Secretariat Commentary (closest counterpart to an Official Commentary)


Guide to the use of this commentary

The Secretariat Commentary is on the 1978 Draft of the CISG, not the Official Text, which re-numbered most of the articles of the 1978 Draft. The Secretariat Commentary on article 70 of the 1978 Draft is quoted below with the article references contained in this commentary conformed to the numerical sequence of the Official Text, e.g., article 70 [draft counterpart of CISG article 74].

To the extent it is relevant to the Official Text, the Secretariat Commentary on the 1978 Draft is perhaps the most authoritative source one can cite. It is the closest counterpart to an Official Commentary on the CISG. A match-up of this article of the 1978 Draft with the version adopted for the Official Text is necessary to document the relevancy of the Secretariat Commentary on this article. See the match-up for this article for a validation of citations to this Secretariat Commentary. This match-up indicates that article 70 of the 1978 Draft and CISG article 74 are substantively identical.


Text of Secretariat Commentary on article 70 of the 1978 Draft
[draft counterpart of CISG article 74]   [General rule for measurement of damages]

PRIOR UNIFORM LAW

ULIS, article 82 [ULIS article 82 and CISG article 74 are substantively identical. Therefore, ULIS article 82 precedents may be relevant to the proper interpretation of CISG article 74.]

COMMENTARY

1. Article 70 [draft counterpart of CISG article 74] introduces the Section containing the rules on damages in case of a claim under article 41(1)(b) or article 57(1)(b) [draft counterpart of CISG article 45(1)(b) or article 61(b)] by setting forth the basic rule for the calculation of those damages. Article 71 and 72 [draft counterpart of CISG articles 75 and 76] implement article 70 [draft counterpart of CISG article 74] by providing the means of calculating damages in certain defined cases when the contract has been avoided. Article 73 [draft counterpart of CISG article 77] provides a rule on mitigation of damages while article 65 [draft counterpart of CISG article 79] provides the rules on exemption from liability because of an impediment to performance of the obligation.

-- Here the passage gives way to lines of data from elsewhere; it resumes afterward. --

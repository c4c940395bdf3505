use std::{error::Error, fmt, io, path::PathBuf};

/// The result type used across the knn crate.
pub type Result<T> = std::result::Result<T, KnnErr>;

/// Errors produced while loading datasets or classifying against them.
#[derive(Debug)]
pub enum KnnErr {
    /// The metric name is empty or is not a prefix of any known metric.
    InvalidMetric(String),

    /// A feature vector or feature matrix does not have the expected shape.
    DimensionMismatch {
        what: &'static str,
        got: usize,
        expected: usize,
    },

    /// The feature dimension is zero or larger than any dataset can hold.
    InvalidDimension { dim: usize, max: usize },

    /// Classification needs at least one reference item.
    EmptyReference,

    /// A query range reaches past the end of the query set.
    OutOfRange {
        start: usize,
        end: usize,
        count: usize,
    },

    /// The dataset file ends before its item count header.
    TruncatedHeader,

    /// The dataset file ends in the middle of the `index`-th record.
    TruncatedRecord { index: usize, count: usize },

    /// The dataset file holds bytes after its last declared record.
    TrailingBytes { count: usize },

    /// The dataset file could not be opened.
    Open { path: PathBuf, source: io::Error },

    Io(io::Error),
}

impl fmt::Display for KnnErr {
    fn fmt(&self, f: &mut fmt::Formatter<'_>) -> fmt::Result {
        match self {
            KnnErr::InvalidMetric(name) => write!(
                f,
                "unknown distance metric {name:?}, expected any initial substring of \"euclidean\" or \"cosine\""
            ),
            KnnErr::DimensionMismatch {
                what,
                got,
                expected,
            } => write!(
                f,
                "dimension mismatch for {what}: got {got}, expected {expected}"
            ),
            KnnErr::InvalidDimension { dim, max } => {
                write!(f, "feature dimension must be between 1 and {max}, got {dim}")
            }
            KnnErr::EmptyReference => write!(f, "the reference set has no items"),
            KnnErr::OutOfRange { start, end, count } => write!(
                f,
                "range {start}..{end} is out of bounds for a set of {count} items"
            ),
            KnnErr::TruncatedHeader => write!(f, "dataset ends before its item count"),
            KnnErr::TruncatedRecord { index, count } => {
                write!(f, "dataset ends inside record {index} of {count}")
            }
            KnnErr::TrailingBytes { count } => {
                write!(f, "dataset has trailing bytes after its {count} records")
            }
            KnnErr::Open { path, source } => {
                write!(f, "failed to open {}: {source}", path.display())
            }
            KnnErr::Io(e) => write!(f, "io error: {e}"),
        }
    }
}

impl Error for KnnErr {
    fn source(&self) -> Option<&(dyn Error + 'static)> {
        match self {
            KnnErr::Open { source, .. } => Some(source),
            KnnErr::Io(e) => Some(e),
            _ => None,
        }
    }
}

impl From<io::Error> for KnnErr {
    fn from(value: io::Error) -> Self {
        Self::Io(value)
    }
}
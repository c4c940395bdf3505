mod cli;

use std::{env, error::Error, process::ExitCode, sync::Arc};

use clap::Parser;
use knn::Classifier;
use log::{debug, info};
use orchestrator::configs::WORKER_ID_ENV;
use worker::Worker;

use crate::cli::Cli;

type BoxError = Box<dyn Error + Send + Sync>;

#[tokio::main]
async fn main() -> ExitCode {
    let cli = Cli::parse();

    env_logger::Builder::from_env(env_logger::Env::default().default_filter_or(cli.log_filter()))
        .init();

    let result = if cli.worker {
        run_worker(cli).await
    } else {
        run_coordinator(cli).await
    };

    match result {
        Ok(()) => ExitCode::SUCCESS,
        Err(e) => {
            eprintln!("knn-classify: {e}");
            ExitCode::FAILURE
        }
    }
}

/// Classifies the whole test set and prints the amount of correct predictions.
async fn run_coordinator(cli: Cli) -> Result<(), BoxError> {
    let training = orchestrator::load_dataset(&cli.training, cli.dim)?;
    let testing = orchestrator::load_dataset(&cli.testing, cli.dim)?;

    let program = env::current_exe()?;
    let config = cli.run_config(program);
    debug!("run config: {config:?}");

    let summary = orchestrator::classify(config, Arc::new(training), Arc::new(testing)).await?;

    println!("{}", summary.total_correct);
    if let Some(accuracy) = summary.accuracy() {
        info!(
            "accuracy {:.2}% ({} of {})",
            accuracy * 100.0,
            summary.total_correct,
            summary.test_count
        );
    }

    Ok(())
}

/// Serves one partition over stdin and stdout, the datasets are loaded from disk.
async fn run_worker(cli: Cli) -> Result<(), BoxError> {
    let worker_id: usize = match env::var(WORKER_ID_ENV) {
        Ok(id) => id.parse()?,
        Err(_) => 0,
    };

    let training = orchestrator::load_dataset(&cli.training, cli.dim)?;
    let testing = orchestrator::load_dataset(&cli.testing, cli.dim)?;
    debug!(worker_id = worker_id; "datasets loaded");

    let (rx, tx) = comms::channel(tokio::io::stdin(), tokio::io::stdout());
    let worker = Worker::new(
        worker_id,
        Classifier::new(cli.k, cli.metric),
        Arc::new(training),
        Arc::new(testing),
    );

    worker.run(rx, tx).await?;
    Ok(())
}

2. Article 70 [draft counterpart of CISG article 74] provides the rule for the calculation of damages whenever and to the extent that articles 71 and 72 [draft counterpart of CISG articles 75 and 76] are not applicable. Therefore, article 70 [draft counterpart of CISG article 74] applies whenever the contract has not been declared avoided by the party claiming damages, whether or not it could have been. It also applies where the contract has been avoided but there are damages in addition to those which can be calculated under article 71 or 72 [draft counterpart of CISG article 75 or 76].

Basic Damages

3. Article 70 [draft counterpart of CISG article 74] provides that the injured party may recover as damages "a sum equal to the loss, including loss of profit, suffered ... as a consequence of the breach." This makes it clear that the basic philosophy of the action for damages is to place the injured party in the same economic position he would have been in if the contract had been performed. The specific reference to loss of profit is necessary because in some legal systems the concept of "loss" standing alone does not include loss of profit.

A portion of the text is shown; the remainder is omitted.